Exercise goal >> Return the records that follow, matching each one exactly.

[Collected data entries]
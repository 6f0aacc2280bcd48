use std::time::Duration;

use log::*;
use score_engine::MemoryCache;
use tokio::task::JoinHandle;

/// Starts the cache purge worker. Do not await the returned JoinHandle, as it will run indefinitely.
///
/// Expired entries are already ignored on read. This just stops them piling up for matches nobody asks about.
pub fn start_cache_purge_worker(cache: MemoryCache, period: Duration) -> JoinHandle<()> {
    tokio::spawn(async move {
        let mut timer = tokio::time::interval(period.max(Duration::from_secs(1)));
        info!("💾️ Cache purge worker started");
        loop {
            timer.tick().await;
            let purged = cache.purge_expired();
            trace!("💾️ Cache purge removed {purged} entries. {} remain.", cache.len());
        }
    })
}
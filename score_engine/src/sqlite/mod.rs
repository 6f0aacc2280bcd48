//! SQLite backend for the match store.
mod sqlite_impl;

pub mod db;
pub use sqlite_impl::SqliteDatabase;
//! [`ResultCache`](crate::traits::ResultCache) implementations.
//!
//! [`MemoryCache`] keeps match snapshots in process with a fixed time-to-live. [`NoCache`] is installed when caching is
//! switched off, so that the lifecycle API never has to special-case a missing cache.
mod memory_cache;
mod no_cache;

pub use memory_cache::MemoryCache;
pub use no_cache::NoCache;

/// Prefix for cache keys. Entries are addressed as `match:data:<id>`.
pub const CACHE_KEY_PREFIX: &str = "match:data:";

/// Default time-to-live for cached snapshots, in seconds.
pub const DEFAULT_CACHE_TTL: u64 = 3600;

pub fn cache_key(id: i64) -> String {
    format!("{CACHE_KEY_PREFIX}{id}")
}
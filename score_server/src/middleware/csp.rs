//! Content-Security-Policy middleware for Actix Web.
//!
//! Adds a `Content-Security-Policy` header to every response, including error responses. Handlers that set their own
//! policy keep it.
use std::{
    future::{ready, Ready},
    rc::Rc,
};

use actix_web::{
    dev::{forward_ready, Service, ServiceRequest, ServiceResponse, Transform},
    http::header::{HeaderValue, CONTENT_SECURITY_POLICY},
    Error,
};
use futures::future::LocalBoxFuture;
use log::{trace, warn};

pub struct CspMiddlewareFactory {
    // If None, then the middleware passes every response through untouched
    policy: Option<HeaderValue>,
}

impl CspMiddlewareFactory {
    pub fn new(policy: Option<&str>) -> Self {
        let policy = policy.and_then(|p| {
            HeaderValue::from_str(p)
                .map_err(|e| warn!("💻️ '{p}' is not a valid Content-Security-Policy. The header is disabled. {e}"))
                .ok()
        });
        CspMiddlewareFactory { policy }
    }
}

impl<S, B> Transform<S, ServiceRequest> for CspMiddlewareFactory
where
    S: Service<ServiceRequest, Response = ServiceResponse<B>, Error = Error> + 'static,
    S::Future: 'static,
    B: 'static,
{
    type Error = Error;
    type Future = Ready<Result<Self::Transform, Self::InitError>>;
    type InitError = ();
    type Response = ServiceResponse<B>;
    type Transform = CspMiddlewareService<S>;

    fn new_transform(&self, service: S) -> Self::Future {
        ready(Ok(CspMiddlewareService { policy: self.policy.clone(), service: Rc::new(service) }))
    }
}

pub struct CspMiddlewareService<S> {
    policy: Option<HeaderValue>,
    service: Rc<S>,
}

impl<S, B> Service<ServiceRequest> for CspMiddlewareService<S>
where
    S: Service<ServiceRequest, Response = ServiceResponse<B>, Error = Error> + 'static,
    S::Future: 'static,
    B: 'static,
{
    type Error = Error;
    type Future = LocalBoxFuture<'static, Result<Self::Response, Self::Error>>;
    type Response = ServiceResponse<B>;

    forward_ready!(service);

    fn call(&self, req: ServiceRequest) -> Self::Future {
        let service = Rc::clone(&self.service);
        let policy = self.policy.clone();
        Box::pin(async move {
            let mut res = service.call(req).await?;
            if let Some(policy) = policy {
                if !res.headers().contains_key(CONTENT_SECURITY_POLICY) {
                    trace!("💻️ Adding Content-Security-Policy header");
                    res.headers_mut().insert(CONTENT_SECURITY_POLICY, policy);
                }
            }
            Ok(res)
        })
    }
}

Exercise response >>
repository 6f0aacc2280bcd48
use std::time::Duration;

use log::*;
use score_engine::MemoryCache;
use tokio::task::JoinHandle;

/// Starts the cache purge worker. Do not await the returned JoinHandle, as it will run indefinitely.
///
/// Expired entries are already ignored on read. This just stops them piling up for matches nobody asks about.
pub fn start_cache_purge_worker(cache: MemoryCache, period: Duration) -> JoinHandle<()> {
    tokio::spawn(async move {
        let mut timer = tokio::time::interval(period.max(Duration::from_secs(1)));
        info!("💾️ Cache purge worker started");
        loop {
            timer.tick().await;
            let purged = cache.purge_expired();
            trace!("💾️ Cache purge removed {purged} entries. {} remain.", cache.len());
        }
    })
}
filename score_engine/src/sqlite/mod.rs
repository 6f0aacc2280bcd48
//! SQLite backend for the match store.
mod sqlite_impl;

pub mod db;
pub use sqlite_impl::SqliteDatabase;
//! [`ResultCache`](crate::traits::ResultCache) implementations.
//!
//! [`MemoryCache`] keeps match snapshots in process with a fixed time-to-live. [`NoCache`] is installed when caching is
//! switched off, so that the lifecycle API never has to special-case a missing cache.
mod memory_cache;
mod no_cache;

pub use memory_cache::MemoryCache;
pub use no_cache::NoCache;

/// Prefix for cache keys. Entries are addressed as `match:data:<id>`.
pub const CACHE_KEY_PREFIX: &str = "match:data:";

/// Default time-to-live for cached snapshots, in seconds.
pub const DEFAULT_CACHE_TTL: u64 = 3600;

pub fn cache_key(id: i64) -> String {
    format!("{CACHE_KEY_PREFIX}{id}")
}
filename score_server/src/middleware/csp.rs
//! Content-Security-Policy middleware for Actix Web.
//!
//! Adds a `Content-Security-Policy` header to every response, including error responses. Handlers that set their own
//! policy keep it.
use std::{
    future::{ready, Ready},
    rc::Rc,
};

use actix_web::{
    dev::{forward_ready, Service, ServiceRequest, ServiceResponse, Transform},
    http::header::{HeaderValue, CONTENT_SECURITY_POLICY},
    Error,
};
use futures::future::LocalBoxFuture;
use log::{trace, warn};

pub struct CspMiddlewareFactory {
    // If None, then the middleware passes every response through untouched
    policy: Option<HeaderValue>,
}

impl CspMiddlewareFactory {
    pub fn new(policy: Option<&str>) -> Self {
        let policy = policy.and_then(|p| {
            HeaderValue::from_str(p)
                .map_err(|e| warn!("💻️ '{p}' is not a valid Content-Security-Policy. The header is disabled. {e}"))
                .ok()
        });
        CspMiddlewareFactory { policy }
    }
}

impl<S, B> Transform<S, ServiceRequest> for CspMiddlewareFactory
where
    S: Service<ServiceRequest, Response = ServiceResponse<B>, Error = Error> + 'static,
    S::Future: 'static,
    B: 'static,
{
    type Error = Error;
    type Future = Ready<Result<Self::Transform, Self::InitError>>;
    type InitError = ();
    type Response = ServiceResponse<B>;
    type Transform = CspMiddlewareService<S>;

    fn new_transform(&self, service: S) -> Self::Future {
        ready(Ok(CspMiddlewareService { policy: self.policy.clone(), service: Rc::new(service) }))
    }
}

pub struct CspMiddlewareService<S> {
    policy: Option<HeaderValue>,
    service: Rc<S>,
}

impl<S, B> Service<ServiceRequest> for CspMiddlewareService<S>
where
    S: Service<ServiceRequest, Response = ServiceResponse<B>, Error = Error> + 'static,
    S::Future: 'static,
    B: 'static,
{
    type Error = Error;
    type Future = LocalBoxFuture<'static, Result<Self::Response, Self::Error>>;
    type Response = ServiceResponse<B>;

    forward_ready!(service);

    fn call(&self, req: ServiceRequest) -> Self::Future {
        let service = Rc::clone(&self.service);
        let policy = self.policy.clone();
        Box::pin(async move {
            let mut res = service.call(req).await?;
            if let Some(policy) = policy {
                if !res.headers().contains_key(CONTENT_SECURITY_POLICY) {
                    trace!("💻️ Adding Content-Security-Policy header");
                    res.headers_mut().insert(CONTENT_SECURITY_POLICY, policy);
                }
            }
            Ok(res)
        })
    }
}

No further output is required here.